_TASK GOAL_
Search the records that follow and extract every line containing the string "ORDER".

(Stored data)
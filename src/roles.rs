use std::fmt;

/// Role derived from a directory job title.
#[derive(Debug, Clone, Copy, PartialEq, Eq, PartialOrd, Ord)]
pub enum Role {
    Unrecognized,
    TeamLead,
    Supervisor,
    Manager,
    Director,
    Executive,
}

#[derive(Debug, Clone, Copy, PartialEq, Eq)]
pub enum Permission {
    ViewReview,
    LogAction,
}

#[derive(Debug, Clone, Copy, PartialEq, Eq)]
pub enum Access {
    Granted,
    Denied,
}

#[derive(Debug, thiserror::Error)]
pub enum AccessError {
    #[error("title {title:?} does not grant {permission:?} (resolved role: {role})")]
    Denied {
        title: String,
        role: Role,
        permission: Permission,
    },
}

const TITLE_ALIASES: &[(&str, Role)] = &[
    ("ceo", Role::Executive),
    ("chief executive officer", Role::Executive),
    ("coo", Role::Executive),
    ("chief operating officer", Role::Executive),
    ("vp", Role::Executive),
    ("vp operations", Role::Executive),
    ("vice president", Role::Executive),
    ("vice president operations", Role::Executive),
    ("vice president of operations", Role::Executive),
    ("director", Role::Director),
    ("operations director", Role::Director),
    ("director of operations", Role::Director),
    ("senior director", Role::Director),
    ("manager", Role::Manager),
    ("senior manager", Role::Manager),
    ("operations manager", Role::Manager),
    ("senior operations manager", Role::Manager),
    ("account manager", Role::Manager),
    ("supervisor", Role::Supervisor),
    ("operations supervisor", Role::Supervisor),
    ("qa supervisor", Role::Supervisor),
    ("team lead", Role::TeamLead),
    ("team leader", Role::TeamLead),
    ("qa lead", Role::TeamLead),
];

impl Role {
    /// Maps a free-text title to a role. Titles outside the alias table
    /// resolve to `Unrecognized`.
    pub fn from_title(title: &str) -> Role {
        let normalized = normalize_title(title);
        TITLE_ALIASES
            .iter()
            .find(|(alias, _)| *alias == normalized)
            .map(|(_, role)| *role)
            .unwrap_or(Role::Unrecognized)
    }

    pub fn authorize(self, permission: Permission) -> Access {
        let allowed = match permission {
            Permission::ViewReview => self >= Role::TeamLead,
            Permission::LogAction => self >= Role::Supervisor,
        };
        if allowed {
            Access::Granted
        } else {
            Access::Denied
        }
    }
}

impl fmt::Display for Role {
    fn fmt(&self, f: &mut fmt::Formatter<'_>) -> fmt::Result {
        let label = match self {
            Role::Unrecognized => "unrecognized",
            Role::TeamLead => "team lead",
            Role::Supervisor => "supervisor",
            Role::Manager => "manager",
            Role::Director => "director",
            Role::Executive => "executive",
        };
        f.write_str(label)
    }
}

/// Resolves `title` and checks it against `permission`.
pub fn require(title: &str, permission: Permission) -> Result<Role, AccessError> {
    let role = Role::from_title(title);
    match role.authorize(permission) {
        Access::Granted => Ok(role),
        Access::Denied => Err(AccessError::Denied {
            title: title.to_string(),
            role,
            permission,
        }),
    }
}

fn normalize_title(title: &str) -> String {
    title
        .chars()
        .map(|c| if c.is_alphanumeric() { c.to_ascii_lowercase() } else { ' ' })
        .collect::<String>()
        .split_whitespace()
        .collect::<Vec<_>>()
        .join(" ")
}

#[cfg(test)]
mod tests {
    use super::*;

    #[test]
    fn titles_normalize_before_matching() {
        assert_eq!(Role::from_title("Vice President, Operations"), Role::Executive);
        assert_eq!(Role::from_title("  Team-Lead "), Role::TeamLead);
        assert_eq!(Role::from_title("Sr. Manager"), Role::Unrecognized);
        assert_eq!(Role::from_title("SENIOR MANAGER"), Role::Manager);
    }

    #[test]
    fn substrings_do_not_grant_roles() {
        assert_eq!(Role::from_title("Assistant to the Regional Manager"), Role::Unrecognized);
        assert_eq!(Role::from_title("Directory Services Analyst"), Role::Unrecognized);
        assert_eq!(Role::from_title(""), Role::Unrecognized);
    }

    #[test]
    fn permissions_follow_role_rank() {
        assert_eq!(Role::TeamLead.authorize(Permission::ViewReview), Access::Granted);
        assert_eq!(Role::TeamLead.authorize(Permission::LogAction), Access::Denied);
        assert_eq!(Role::Supervisor.authorize(Permission::LogAction), Access::Granted);
        assert_eq!(Role::Executive.authorize(Permission::LogAction), Access::Granted);
        assert_eq!(Role::Unrecognized.authorize(Permission::ViewReview), Access::Denied);
    }

    #[test]
    fn require_reports_the_resolved_role() {
        assert_eq!(require("Operations Manager", Permission::LogAction).unwrap(), Role::Manager);
        let err = require("Agent", Permission::ViewReview).unwrap_err();
        assert!(err.to_string().contains("unrecognized"));
    }
}
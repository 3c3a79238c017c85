use anyhow::Context;
use chrono::{Datelike, Duration, Month, NaiveDate};
use sqlx::postgres::PgRow;
use sqlx::{PgPool, Row};
use uuid::Uuid;

use crate::import::{action_source_key, record_source_key};
use crate::models::{ActionLogEntry, NewAction, PerformanceRecord, RecordFilter};

pub async fn init_db(pool: &PgPool) -> anyhow::Result<()> {
    sqlx::migrate!("./migrations").run(pool).await?;
    Ok(())
}

pub async fn seed(pool: &PgPool) -> anyhow::Result<(usize, usize)> {
    let records = seed_records()?;
    let inserted = insert_records(pool, &records).await?;

    let actions = seed_actions()?;
    let logged = insert_actions(pool, &actions).await?;

    Ok((inserted, logged))
}

/// Week score pattern per seeded agent for March 2026: `(prod, qa)` per week.
const SEED_AGENTS: &[(&str, &str, [(f64, f64); 4])] = &[
    (
        "avery.lee@qperform.io",
        "Avery Lee",
        [(1.012, 1.0), (1.004, 0.995), (0.997, 0.991), (1.001, 1.0)],
    ),
    (
        "jules.moreno@qperform.io",
        "Jules Moreno",
        [(1.0, 0.99), (0.984, 0.992), (1.003, 0.999), (0.996, 0.989)],
    ),
    (
        "kiara.patel@qperform.io",
        "Kiara Patel",
        [(0.972, 0.99), (1.0, 0.968), (1.001, 0.993), (0.995, 1.0)],
    ),
    (
        "rowan.hale@qperform.io",
        "",
        [(0.95, 0.96), (0.981, 0.99), (0.99, 0.975), (1.002, 1.0)],
    ),
    (
        "sasha.kim@qperform.io",
        "Sasha Kim",
        [(1.0, 1.0), (1.0, 0.972), (1.011, 1.0), (0.999, 0.998)],
    ),
];

pub fn seed_records() -> anyhow::Result<Vec<PerformanceRecord>> {
    let first_monday = NaiveDate::from_ymd_opt(2026, 3, 2).context("invalid date")?;
    let month = Month::try_from(first_monday.month() as u8)
        .ok()
        .context("invalid month")?;
    let mut records = Vec::new();

    for (idx, (email, name, weeks)) in SEED_AGENTS.iter().enumerate() {
        for (week, (prod, qa)) in weeks.iter().enumerate() {
            let start_date = first_monday + Duration::weeks(week as i64);
            let end_date = start_date + Duration::days(6);
            records.push(PerformanceRecord {
                agent_email: email.to_string(),
                agent_id: format!("{}", 1040 + idx),
                agent_name: (!name.is_empty()).then(|| name.to_string()),
                client: if idx % 2 == 0 { "Northwind" } else { "Contoso" }.to_string(),
                category: "Claims".to_string(),
                task: "Intake".to_string(),
                kpi_qa: *qa,
                flag_qa: String::new(),
                kpi_avg_prod: *prod,
                flag_prod: String::new(),
                week_range: format!("{} - {}", start_date.format("%b %d"), end_date.format("%b %d")),
                start_date,
                end_date,
                month_num: start_date.month() as i32,
                month_name: month.name().to_string(),
                year_num: start_date.year(),
            });
        }
    }

    Ok(records)
}

fn seed_actions() -> anyhow::Result<Vec<ActionLogEntry>> {
    let entries = [
        ("rowan.hale@qperform.io", "Focused Coaching", "Walked through QA rubric after week 1", "2026-03-10"),
        ("sasha.kim@qperform.io", "Focused Coaching", "Reviewed flagged QA samples", "2026-03-12"),
    ];

    entries
        .into_iter()
        .map(|(email, action_type, description, date)| {
            Ok(ActionLogEntry {
                id: Uuid::new_v4(),
                agent_email: email.to_string(),
                action_type: action_type.to_string(),
                description: description.to_string(),
                taken_by: "ops.supervisor@qperform.io".to_string(),
                action_date: NaiveDate::parse_from_str(date, "%Y-%m-%d").context("invalid date")?,
                client: "Northwind".to_string(),
                category: "Claims".to_string(),
            })
        })
        .collect()
}

pub async fn fetch_records(
    pool: &PgPool,
    filter: &RecordFilter,
) -> anyhow::Result<Vec<PerformanceRecord>> {
    let mut query = String::from(
        "SELECT agent_email, agent_id, agent_name, client, category, task, \
         kpi_qa, flag_qa, kpi_avg_prod, flag_prod, week_range, start_date, end_date, \
         month_num, month_name, year_num \
         FROM qperform.performance_records \
         WHERE year_num = $1 AND month_num = $2",
    );

    let email = filter.email.as_deref().map(str::to_ascii_lowercase);
    let optional = [
        ("client", filter.client.clone()),
        ("category", filter.category.clone()),
        ("lower(agent_email)", email),
    ];
    let mut binds = Vec::new();
    for (column, value) in optional {
        if let Some(value) = value {
            binds.push(value);
            query.push_str(&format!(" AND {column} = ${}", binds.len() + 2));
        }
    }
    query.push_str(" ORDER BY agent_email, start_date, client, task");

    let mut rows = sqlx::query(&query)
        .bind(filter.year)
        .bind(filter.month as i32);
    for value in &binds {
        rows = rows.bind(value);
    }

    let records = rows
        .fetch_all(pool)
        .await
        .context("failed to fetch performance records")?;
    Ok(records.iter().map(record_from_row).collect())
}

fn record_from_row(row: &PgRow) -> PerformanceRecord {
    PerformanceRecord {
        agent_email: row.get("agent_email"),
        agent_id: row.get("agent_id"),
        agent_name: row.get("agent_name"),
        client: row.get("client"),
        category: row.get("category"),
        task: row.get("task"),
        kpi_qa: row.get("kpi_qa"),
        flag_qa: row.get("flag_qa"),
        kpi_avg_prod: row.get("kpi_avg_prod"),
        flag_prod: row.get("flag_prod"),
        week_range: row.get("week_range"),
        start_date: row.get("start_date"),
        end_date: row.get("end_date"),
        month_num: row.get("month_num"),
        month_name: row.get("month_name"),
        year_num: row.get("year_num"),
    }
}

pub async fn fetch_actions(
    pool: &PgPool,
    email: Option<&str>,
) -> anyhow::Result<Vec<ActionLogEntry>> {
    let mut query = String::from(
        "SELECT id, agent_email, action_type, description, taken_by, action_date, client, category \
         FROM qperform.action_log",
    );
    if email.is_some() {
        query.push_str(" WHERE lower(agent_email) = $1");
    }
    query.push_str(" ORDER BY action_date DESC, created_at DESC");

    let mut rows = sqlx::query(&query);
    if let Some(value) = email {
        rows = rows.bind(value.to_ascii_lowercase());
    }

    let records = rows
        .fetch_all(pool)
        .await
        .context("failed to fetch action log")?;

    let mut actions = Vec::with_capacity(records.len());
    for row in records {
        actions.push(ActionLogEntry {
            id: row.get("id"),
            agent_email: row.get("agent_email"),
            action_type: row.get("action_type"),
            description: row.get("description"),
            taken_by: row.get("taken_by"),
            action_date: row.get("action_date"),
            client: row.get("client"),
            category: row.get("category"),
        });
    }

    Ok(actions)
}

/// Stores a submitted action. Returns `None` when the same action is
/// already logged.
pub async fn insert_action(
    pool: &PgPool,
    action: NewAction,
) -> anyhow::Result<Option<ActionLogEntry>> {
    let entry = action.into_entry(Uuid::new_v4());
    let inserted = insert_action_entry(pool, &entry).await?;
    Ok(inserted.then_some(entry))
}

pub async fn insert_actions(pool: &PgPool, actions: &[ActionLogEntry]) -> anyhow::Result<usize> {
    let mut inserted = 0usize;
    for action in actions {
        if insert_action_entry(pool, action).await? {
            inserted += 1;
        }
    }
    Ok(inserted)
}

async fn insert_action_entry(pool: &PgPool, action: &ActionLogEntry) -> anyhow::Result<bool> {
    let result = sqlx::query(
        r#"
        INSERT INTO qperform.action_log
        (id, agent_email, action_type, description, taken_by, action_date, client, category, source_key)
        VALUES ($1, $2, $3, $4, $5, $6, $7, $8, $9)
        ON CONFLICT DO NOTHING
        "#,
    )
    .bind(action.id)
    .bind(&action.agent_email)
    .bind(&action.action_type)
    .bind(&action.description)
    .bind(&action.taken_by)
    .bind(action.action_date)
    .bind(&action.client)
    .bind(&action.category)
    .bind(action_source_key(action))
    .execute(pool)
    .await
    .context("failed to insert action")?;

    Ok(result.rows_affected() > 0)
}

/// Inserts records, skipping any whose source key is already stored.
/// Flags are stored resolved so later reads see one of the five labels.
pub async fn insert_records(pool: &PgPool, records: &[PerformanceRecord]) -> anyhow::Result<usize> {
    let mut inserted = 0usize;

    for record in records {
        let result = sqlx::query(
            r#"
            INSERT INTO qperform.performance_records
            (id, agent_id, agent_email, agent_name, client, category, task,
             kpi_avg_prod, flag_prod, kpi_qa, flag_qa, week_range,
             start_date, end_date, month_num, month_name, year_num, source_key)
            VALUES ($1, $2, $3, $4, $5, $6, $7, $8, $9, $10, $11, $12, $13, $14, $15, $16, $17, $18)
            ON CONFLICT (source_key) DO NOTHING
            "#,
        )
        .bind(Uuid::new_v4())
        .bind(&record.agent_id)
        .bind(&record.agent_email)
        .bind(&record.agent_name)
        .bind(&record.client)
        .bind(&record.category)
        .bind(&record.task)
        .bind(record.kpi_avg_prod)
        .bind(record.prod_status().label())
        .bind(record.kpi_qa)
        .bind(record.qa_status().label())
        .bind(&record.week_range)
        .bind(record.start_date)
        .bind(record.end_date)
        .bind(record.month_num)
        .bind(&record.month_name)
        .bind(record.year_num)
        .bind(record_source_key(record))
        .execute(pool)
        .await
        .context("failed to insert performance record")?;

        if result.rows_affected() > 0 {
            inserted += 1;
        }
    }

    Ok(inserted)
}
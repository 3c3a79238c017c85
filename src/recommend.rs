use crate::models::{MonthlyComplianceResult, Recommendation};

pub const NO_ACTION: &str = "No Action Required";
pub const LEVEL_1: &str = "Level 1: Focused Coaching";
pub const LEVEL_2: &str = "Level 2: Written Warning Required";
pub const LEVEL_3: &str = "Level 3: Final Warning / Escalation";
pub const REVIEW: &str = "Review Required";

/// Picks the recommendation level for an agent's month. First matching rule wins.
pub fn recommend(result: &MonthlyComplianceResult) -> Recommendation {
    let non_compliant = result.non_compliant_weeks();
    let total = result.total_weeks;
    let actions = result.action_count;

    let (action, is_critical, notes) = match (non_compliant, actions) {
        (0, _) => (
            NO_ACTION,
            false,
            format!("All {total} week(s) compliant."),
        ),
        (1, 0) => (
            LEVEL_1,
            false,
            format!("1 of {total} week(s) non-compliant with no prior action logged. Schedule a coaching session."),
        ),
        (n, 0) => (
            LEVEL_2,
            true,
            format!("{n} of {total} week(s) non-compliant with no prior action logged. Issue a written warning."),
        ),
        (n, a) if n >= 2 => (
            LEVEL_3,
            true,
            format!("{n} of {total} week(s) non-compliant after {a} logged action(s). Escalate with a final warning."),
        ),
        (n, a) => (
            REVIEW,
            true,
            format!("{n} of {total} week(s) non-compliant with {a} action(s) already logged. Review manually."),
        ),
    };

    Recommendation {
        action: action.to_string(),
        is_critical,
        notes,
    }
}

#[cfg(test)]
mod tests {
    use super::*;

    fn result(total: usize, compliant: usize, actions: usize) -> MonthlyComplianceResult {
        MonthlyComplianceResult {
            compliant_weeks: compliant,
            total_weeks: total,
            action_count: actions,
        }
    }

    #[test]
    fn fully_compliant_needs_no_action() {
        let rec = recommend(&result(4, 4, 0));
        assert_eq!(rec.action, NO_ACTION);
        assert!(!rec.is_critical);
        assert_eq!(rec.notes, "All 4 week(s) compliant.");
        assert_eq!(recommend(&result(4, 4, 3)).action, NO_ACTION);
    }

    #[test]
    fn single_miss_without_actions_is_coaching() {
        let rec = recommend(&result(4, 3, 0));
        assert_eq!(rec.action, LEVEL_1);
        assert!(!rec.is_critical);
        assert!(rec.notes.starts_with("1 of 4"));
    }

    #[test]
    fn repeated_misses_without_actions_need_a_written_warning() {
        let rec = recommend(&result(4, 2, 0));
        assert_eq!(rec.action, LEVEL_2);
        assert!(rec.is_critical);
        assert!(rec.notes.starts_with("2 of 4"));
    }

    #[test]
    fn repeated_misses_after_actions_escalate() {
        let rec = recommend(&result(4, 2, 1));
        assert_eq!(rec.action, LEVEL_3);
        assert!(rec.is_critical);
        assert!(rec.notes.contains("after 1 logged action(s)"));
    }

    #[test]
    fn single_miss_after_actions_falls_back_to_review() {
        let rec = recommend(&result(4, 3, 1));
        assert_eq!(rec.action, REVIEW);
        assert!(rec.is_critical);
    }

    #[test]
    fn empty_month_needs_no_action() {
        assert_eq!(recommend(&result(0, 0, 2)).action, NO_ACTION);
    }

    #[test]
    fn recommendation_is_deterministic() {
        for total in 0..6 {
            for compliant in 0..=total {
                for actions in 0..3 {
                    let input = result(total, compliant, actions);
                    assert_eq!(recommend(&input), recommend(&input));
                }
            }
        }
    }

    #[test]
    fn recommendation_serializes_camel_case() {
        let json = serde_json::to_value(recommend(&result(4, 2, 0))).unwrap();
        assert_eq!(json["action"], LEVEL_2);
        assert_eq!(json["isCritical"], true);
        assert!(json["notes"].is_string());
    }
}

_RESPONSE_
    query.push_str(" ORDER BY agent_email, start_date, client, task");
    query.push_str(" ORDER BY action_date DESC, created_at DESC");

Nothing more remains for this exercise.